▶ Data excerpts:
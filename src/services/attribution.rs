//! Attribution resolver
//!
//! Waterfall credit assignment for a single conversion event:
//! coupon code first, then an explicit ref code, then a ref code lazily
//! extracted from the landing URL. Lookup failures never fail the event,
//! they degrade to "no match".

use std::sync::Arc;

use tracing::{debug, error};
use url::Url;

use crate::storage::{Attribution, AttributionLookup};

/// Base used to resolve relative landing URLs such as `/p?ref_code=x`
const RELATIVE_URL_BASE: &str = "http://localhost/";

/// Query parameter carrying the tracking link short code
pub const REF_CODE_PARAM: &str = "ref_code";

/// Extract a non-empty `ref_code` query parameter from a landing URL.
///
/// Blank occurrences are skipped and the first non-empty value wins.
/// Malformed URLs yield `None`.
pub fn extract_ref_code(landing_url: &str) -> Option<String> {
    let parsed = match Url::parse(landing_url) {
        Ok(url) => url,
        Err(url::ParseError::RelativeUrlWithoutBase) => Url::parse(RELATIVE_URL_BASE)
            .and_then(|base| base.join(landing_url))
            .ok()?,
        Err(_) => return None,
    };

    parsed
        .query_pairs()
        .find(|(key, value)| key == REF_CODE_PARAM && !value.is_empty())
        .map(|(_, value)| value.into_owned())
}

fn non_empty(value: Option<&str>) -> Option<&str> {
    value.filter(|v| !v.is_empty())
}

pub struct AttributionResolver {
    lookup: Arc<dyn AttributionLookup>,
}

impl AttributionResolver {
    pub fn new(lookup: Arc<dyn AttributionLookup>) -> Self {
        Self { lookup }
    }

    /// Resolve the credited (influencer, campaign, tracking link) triple.
    ///
    /// `advertiser_id` is accepted for logging only; codes are matched
    /// globally.
    pub async fn resolve(
        &self,
        coupon_code: Option<&str>,
        ref_code: Option<&str>,
        landing_url: Option<&str>,
        advertiser_id: i64,
    ) -> Attribution {
        // 1. 优惠码
        if let Some(code) = non_empty(coupon_code) {
            match self.lookup.find_coupon_by_code(code).await {
                Ok(Some(coupon)) => {
                    debug!(
                        "Attribution: coupon '{}' matched for advertiser {}",
                        code, advertiser_id
                    );
                    return Attribution {
                        influencer_id: coupon.influencer_id,
                        campaign_id: Some(coupon.campaign_id),
                        tracking_link_id: None,
                    };
                }
                Ok(None) => debug!("Attribution: coupon '{}' not found", code),
                Err(e) => error!("Attribution: coupon lookup failed for '{}': {}", code, e),
            }
        }

        // 2. 显式 ref_code，未提供时从落地页 URL 中提取
        let effective_ref = match non_empty(ref_code) {
            Some(code) => Some(code.to_string()),
            None => non_empty(landing_url).and_then(extract_ref_code),
        };

        let Some(code) = effective_ref else {
            return Attribution::unattributed();
        };

        match self.lookup.find_link_by_short_code(&code).await {
            Ok(Some(link)) => match link.influencer_id {
                Some(influencer_id) => {
                    debug!(
                        "Attribution: ref code '{}' matched link {} for advertiser {}",
                        code, link.id, advertiser_id
                    );
                    Attribution {
                        influencer_id: Some(influencer_id),
                        campaign_id: Some(link.campaign_id),
                        tracking_link_id: Some(link.id),
                    }
                }
                None => {
                    debug!("Attribution: link '{}' has no influencer", code);
                    Attribution::unattributed()
                }
            },
            Ok(None) => {
                debug!("Attribution: ref code '{}' not found", code);
                Attribution::unattributed()
            }
            Err(e) => {
                error!("Attribution: link lookup failed for '{}': {}", code, e);
                Attribution::unattributed()
            }
        }
    }
}
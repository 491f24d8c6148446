//! Campaign <-> influencer contract terms
//!
//! The composite primary key keeps the revenue-share join one-to-one.

use sea_orm::entity::prelude::*;

#[derive(Clone, Debug, PartialEq, DeriveEntityModel)]
#[sea_orm(table_name = "campaign_influencers")]
pub struct Model {
    #[sea_orm(primary_key, auto_increment = false)]
    pub campaign_id: i64,
    #[sea_orm(primary_key, auto_increment = false)]
    pub influencer_id: i64,
    /// percentage / flat
    pub revenue_share_type: String,
    pub revenue_share_value: f64,
}

#[derive(Copy, Clone, Debug, EnumIter, DeriveRelation)]
pub enum Relation {}

impl ActiveModelBehavior for ActiveModel {}
//! System-level modules
//!
//! - Logging initialization

pub mod logging;
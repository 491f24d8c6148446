use sea_orm::entity::prelude::*;

#[derive(Clone, Debug, PartialEq, DeriveEntityModel, Eq)]
#[sea_orm(table_name = "influencers")]
pub struct Model {
    #[sea_orm(primary_key)]
    pub id: i64,
    pub name: String,
    #[sea_orm(unique)]
    pub email: String,
    pub social_handle: Option<String>,
    pub created_at: DateTimeUtc,
}

#[derive(Copy, Clone, Debug, EnumIter, DeriveRelation)]
pub enum Relation {}

impl ActiveModelBehavior for ActiveModel {}
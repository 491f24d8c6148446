//! API 路由配置
//!
//! 挂在 `server.api_prefix`（默认 `/v1`）下。

use actix_web::web;

use super::events::ingest_event;
use super::export::export_events;
use super::helpers::{json_error_handler, query_error_handler};
use super::stats::{
    get_breakdown, get_chart, get_journey, get_overview, get_top_campaigns, get_top_coupons,
    get_top_influencers, get_top_links,
};

/// 单个事件请求体上限
const MAX_EVENT_BODY_BYTES: usize = 256 * 1024;

/// 事件路由 `/events`
pub fn events_routes() -> actix_web::Scope {
    web::scope("/events")
        .app_data(
            web::JsonConfig::default()
                .limit(MAX_EVENT_BODY_BYTES)
                .error_handler(json_error_handler),
        )
        .route("", web::post().to(ingest_event))
}

/// 统计路由 `/stats`
///
/// 包含：
/// - GET /stats/overview - 点击、转化、收入、分成
/// - GET /stats/chart - 按天曲线
/// - GET /stats/breakdown - 事件类型分布
/// - GET /stats/{campaigns,influencers,coupons,links} - Top-N
/// - GET /stats/journey - 归因路径
/// - GET /stats/export - CSV 流式导出
pub fn stats_routes() -> actix_web::Scope {
    web::scope("/stats")
        .app_data(web::QueryConfig::default().error_handler(query_error_handler))
        .route("/overview", web::get().to(get_overview))
        .route("/chart", web::get().to(get_chart))
        .route("/breakdown", web::get().to(get_breakdown))
        .route("/campaigns", web::get().to(get_top_campaigns))
        .route("/influencers", web::get().to(get_top_influencers))
        .route("/coupons", web::get().to(get_top_coupons))
        .route("/links", web::get().to(get_top_links))
        .route("/journey", web::get().to(get_journey))
        .route("/export", web::get().to(export_events))
}

/// `/v1` 下的全部路由
pub fn api_v1_routes(api_prefix: &str) -> actix_web::Scope {
    web::scope(api_prefix)
        .service(events_routes())
        .service(stats_routes())
}
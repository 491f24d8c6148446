//! Attributor - influencer attribution and analytics engine
//!
//! Credits conversion events to influencers (coupon, then referral code, then
//! landing URL), computes revenue-share payouts and serves dashboard
//! aggregations over clicks and events.
//!
//! # Architecture
//! - `storage`: SeaORM backend (SQLite / MySQL / PostgreSQL) and repository traits
//! - `services`: attribution, payouts, ingestion, stats, code issuance, redirects
//! - `analytics`: click logging
//! - `api`: HTTP handlers and middleware
//! - `config`: static configuration (TOML + environment)
//! - `runtime`: startup wiring, HTTP server and CLI commands
//! - `system`: logging

pub mod analytics;
pub mod api;
pub mod cli;
pub mod config;
pub mod errors;
pub mod runtime;
pub mod services;
pub mod storage;
pub mod system;
pub mod utils;
//! API 帮助函数

use actix_web::http::StatusCode;
use actix_web::{HttpRequest, HttpResponse, error::InternalError};
use serde::Serialize;
use tracing::warn;

use crate::errors::AttributorError;

use super::error_code::ErrorCode;
use super::types::ApiResponse;

/// 构建 JSON 响应
pub fn json_response<T: Serialize>(
    status: StatusCode,
    code: ErrorCode,
    message: impl Into<String>,
    data: Option<T>,
) -> HttpResponse {
    HttpResponse::build(status)
        .append_header(("Content-Type", "application/json; charset=utf-8"))
        .json(ApiResponse {
            code: code as i32,
            message: message.into(),
            data,
        })
}

/// 构建成功响应
pub fn success_response<T: Serialize>(data: T) -> HttpResponse {
    json_response(StatusCode::OK, ErrorCode::Success, "OK", Some(data))
}

/// 构建 201 Created 响应
pub fn created_response<T: Serialize>(data: T) -> HttpResponse {
    json_response(StatusCode::CREATED, ErrorCode::Success, "Created", Some(data))
}

/// 构建错误响应
pub fn error_response(status: StatusCode, error_code: ErrorCode, message: &str) -> HttpResponse {
    json_response::<()>(status, error_code, message, None)
}

/// 从 AttributorError 构建错误响应（自动映射 HTTP 状态码和 ErrorCode）
pub fn error_from_attributor(err: &AttributorError) -> HttpResponse {
    error_response(err.http_status(), ErrorCode::from(err), err.message())
}

/// 统一 Result → HttpResponse 转换
///
/// 成功时返回 200 OK + JSON 数据，失败时自动映射 AttributorError。
pub fn api_result<T, E>(result: Result<T, E>) -> HttpResponse
where
    T: Serialize,
    E: Into<AttributorError>,
{
    match result {
        Ok(data) => success_response(data),
        Err(e) => {
            let err: AttributorError = e.into();
            error_from_attributor(&err)
        }
    }
}

/// JSON body 反序列化失败（未知 action、类型错误等）统一走信封
pub fn json_error_handler(
    err: actix_web::error::JsonPayloadError,
    _req: &HttpRequest,
) -> actix_web::Error {
    warn!("Rejected event payload: {}", err);
    let response = error_response(
        StatusCode::BAD_REQUEST,
        ErrorCode::InvalidEventPayload,
        &format!("Invalid event payload: {}", err),
    );
    InternalError::from_response(err, response).into()
}

/// Query 参数解析失败统一走信封
pub fn query_error_handler(
    err: actix_web::error::QueryPayloadError,
    _req: &HttpRequest,
) -> actix_web::Error {
    let response = error_response(
        StatusCode::BAD_REQUEST,
        ErrorCode::BadRequest,
        &format!("Invalid query parameters: {}", err),
    );
    InternalError::from_response(err, response).into()
}

#[cfg(test)]
mod tests {
    use super::*;

    #[test]
    fn test_success_response() {
        let response = success_response("success_data");
        assert_eq!(response.status(), StatusCode::OK);
    }

    #[test]
    fn test_created_response() {
        let response = created_response(1);
        assert_eq!(response.status(), StatusCode::CREATED);
    }

    #[test]
    fn test_error_from_attributor_maps_status() {
        let response = error_from_attributor(&AttributorError::forbidden("nope"));
        assert_eq!(response.status(), StatusCode::FORBIDDEN);

        let response = error_from_attributor(&AttributorError::stats_query_failed("boom"));
        assert_eq!(response.status(), StatusCode::INTERNAL_SERVER_ERROR);
    }

    #[test]
    fn test_api_result() {
        let ok: Result<u32, AttributorError> = Ok(3);
        assert_eq!(api_result(ok).status(), StatusCode::OK);

        let err: Result<u32, AttributorError> = Err(AttributorError::validation("bad"));
        assert_eq!(api_result(err).status(), StatusCode::BAD_REQUEST);
    }
}
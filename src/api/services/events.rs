//! 事件写入接口

use actix_web::{HttpResponse, web};
use std::sync::Arc;
use tracing::{error, info};

use crate::api::middleware::TenantContext;
use crate::errors::AttributorError;
use crate::services::{EventInput, IngestionCoordinator};

use super::error_code::ErrorCode;
use super::helpers::{created_response, error_from_attributor, error_response};

/// POST /events
///
/// 成功返回 201；写入失败返回 500，调用方可整体重试（无幂等，重试会产生新行）
pub async fn ingest_event(
    tenant: TenantContext,
    body: web::Json<EventInput>,
    coordinator: web::Data<Arc<IngestionCoordinator>>,
) -> HttpResponse {
    let advertiser_id = match tenant.require_advertiser() {
        Ok(id) => id,
        Err(e) => {
            return error_response(
                e.http_status(),
                ErrorCode::TenantRequired,
                e.message(),
            );
        }
    };

    let input = body.into_inner();
    info!(
        "API: ingest {} event for advertiser {}",
        input.action, advertiser_id
    );

    match coordinator.ingest(input, advertiser_id).await {
        Ok(event) => created_response(event),
        Err(e) => {
            if matches!(e, AttributorError::DatabaseOperation(_)) {
                error!("Event ingestion failed for advertiser {}: {}", advertiser_id, e);
            }
            error_from_attributor(&e)
        }
    }
}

▶ WHAT IS REQUIRED: Out of the records above, pick each line that contains the string "crate".

▶ SOLUTION FOR THIS PROBLEM:
use crate::storage::{Attribution, AttributionLookup};
use crate::errors::AttributorError;
use crate::api::middleware::TenantContext;
use crate::errors::AttributorError;
use crate::services::{EventInput, IngestionCoordinator};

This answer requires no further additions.